Start of Exercise input

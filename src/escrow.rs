//! Interface to the ledger that actually holds the funds.
//!
//! The engine never moves value itself. It asks an [EscrowGateway] to pull
//! deposits into custody and to pay settlements out of it. Custody is owned by
//! the engine: nothing else may debit it.

use std::collections::HashMap;

use thiserror::Error;

use crate::types::{Address, U256};

#[derive(Error, Debug, Clone, Copy, PartialEq, Eq)]
pub enum TransferError {
    #[error("insufficient balance: {available} available, {requested} requested")]
    InsufficientBalance { available: U256, requested: U256 },
    #[error("transfer amount must be non-zero")]
    ZeroAmount,
    #[error("balance overflow")]
    Overflow,
}

/// A single transfer out of custody.
#[derive(Debug, Clone, Copy, PartialEq, Eq)]
pub struct Payout {
    pub to: Address,
    pub amount: U256,
}

/// Value transfer primitive of the hosting ledger.
///
/// Every method is all-or-nothing: on error no balance has changed.
pub trait EscrowGateway {
    /// Move `amount` from `from` into custody.
    fn deposit(&mut self, from: Address, amount: U256) -> Result<(), TransferError>;

    /// Pay every entry of `payouts` from custody, or none of them.
    fn payout_all(&mut self, payouts: &[Payout]) -> Result<(), TransferError>;

    /// Move the whole custody balance to `to` and return the amount moved.
    fn sweep(&mut self, to: Address) -> Result<U256, TransferError>;

    fn custody_balance(&self) -> U256;
}

/// In-memory ledger of account balances plus the engine's custody account.
#[derive(Debug, Default, Clone)]
pub struct MemoryEscrow {
    accounts: HashMap<Address, U256>,
    custody: U256,
}

impl MemoryEscrow {
    pub fn new() -> Self {
        Self::default()
    }

    /// Credit an account out of thin air. Stands in for the ledger's genesis
    /// allocation.
    pub fn mint(&mut self, to: Address, amount: U256) -> Result<(), TransferError> {
        let balance = self.balance_of(to);
        let balance = balance.checked_add(amount).ok_or(TransferError::Overflow)?;
        self.accounts.insert(to, balance);
        Ok(())
    }

    pub fn balance_of(&self, account: Address) -> U256 {
        self.accounts.get(&account).copied().unwrap_or_default()
    }
}

impl EscrowGateway for MemoryEscrow {
    fn deposit(&mut self, from: Address, amount: U256) -> Result<(), TransferError> {
        if amount.is_zero() {
            return Err(TransferError::ZeroAmount);
        }
        let available = self.balance_of(from);
        let remaining = available
            .checked_sub(amount)
            .ok_or(TransferError::InsufficientBalance {
                available,
                requested: amount,
            })?;
        let custody = self
            .custody
            .checked_add(amount)
            .ok_or(TransferError::Overflow)?;

        self.accounts.insert(from, remaining);
        self.custody = custody;
        Ok(())
    }

    fn payout_all(&mut self, payouts: &[Payout]) -> Result<(), TransferError> {
        // Compute every resulting balance before touching any of them, so a
        // failure halfway through the batch leaves nothing behind.
        let mut custody = self.custody;
        let mut credited: HashMap<Address, U256> = HashMap::new();
        for payout in payouts {
            if payout.amount.is_zero() {
                return Err(TransferError::ZeroAmount);
            }
            custody = custody
                .checked_sub(payout.amount)
                .ok_or(TransferError::InsufficientBalance {
                    available: custody,
                    requested: payout.amount,
                })?;
            let balance = match credited.get(&payout.to) {
                Some(balance) => *balance,
                None => self.balance_of(payout.to),
            };
            let balance = balance
                .checked_add(payout.amount)
                .ok_or(TransferError::Overflow)?;
            credited.insert(payout.to, balance);
        }

        self.custody = custody;
        self.accounts.extend(credited);
        Ok(())
    }

    fn sweep(&mut self, to: Address) -> Result<U256, TransferError> {
        let amount = self.custody;
        if amount.is_zero() {
            return Err(TransferError::ZeroAmount);
        }
        let balance = self
            .balance_of(to)
            .checked_add(amount)
            .ok_or(TransferError::Overflow)?;
        self.accounts.insert(to, balance);
        self.custody = U256::zero();
        Ok(amount)
    }

    fn custody_balance(&self) -> U256 {
        self.custody
    }
}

End of Exercise input

*The task*. The lines from the one containing "let mut custody = self.custody;" through the end of the data are to be copied exactly, the first and last of them included.

*Solution*.
        let mut custody = self.custody;
        let mut credited: HashMap<Address, U256> = HashMap::new();
        for payout in payouts {
            if payout.amount.is_zero() {
                return Err(TransferError::ZeroAmount);
            }
            custody = custody
                .checked_sub(payout.amount)
                .ok_or(TransferError::InsufficientBalance {
                    available: custody,
                    requested: payout.amount,
                })?;
            let balance = match credited.get(&payout.to) {
                Some(balance) => *balance,
                None => self.balance_of(payout.to),
            };
            let balance = balance
                .checked_add(payout.amount)
                .ok_or(TransferError::Overflow)?;
            credited.insert(payout.to, balance);
        }

        self.custody = custody;
        self.accounts.extend(credited);
        Ok(())
    }

    fn sweep(&mut self, to: Address) -> Result<U256, TransferError> {
        let amount = self.custody;
        if amount.is_zero() {
            return Err(TransferError::ZeroAmount);
        }
        let balance = self
            .balance_of(to)
            .checked_add(amount)
            .ok_or(TransferError::Overflow)?;
        self.accounts.insert(to, balance);
        self.custody = U256::zero();
        Ok(amount)
    }

    fn custody_balance(&self) -> U256 {
        self.custody
    }
}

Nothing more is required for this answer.